» **Task instructions**
Hand back the entries below exactly.
Source data section start
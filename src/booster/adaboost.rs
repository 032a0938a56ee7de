//! Defines `AdaBoost`.
//! This struct is based on the book:
//! [Boosting: Foundations and Algorithms](https://direct.mit.edu/books/oa-monograph/5342/BoostingFoundations-and-Algorithms)
//! by Robert E. Schapire and Yoav Freund.
mod adaboost_algorithm;
mod report;

pub use adaboost_algorithm::AdaBoost;
pub use report::RoundReport;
Source data section end
» **Written solution**
filename src/booster/adaboost.rs
repository 032a0938a56ee7de
//! Defines `AdaBoost`.
//! This struct is based on the book:
//! [Boosting: Foundations and Algorithms](https://direct.mit.edu/books/oa-monograph/5342/BoostingFoundations-and-Algorithms)
//! by Robert E. Schapire and Yoav Freund.
mod adaboost_algorithm;
mod report;

pub use adaboost_algorithm::AdaBoost;
pub use report::RoundReport;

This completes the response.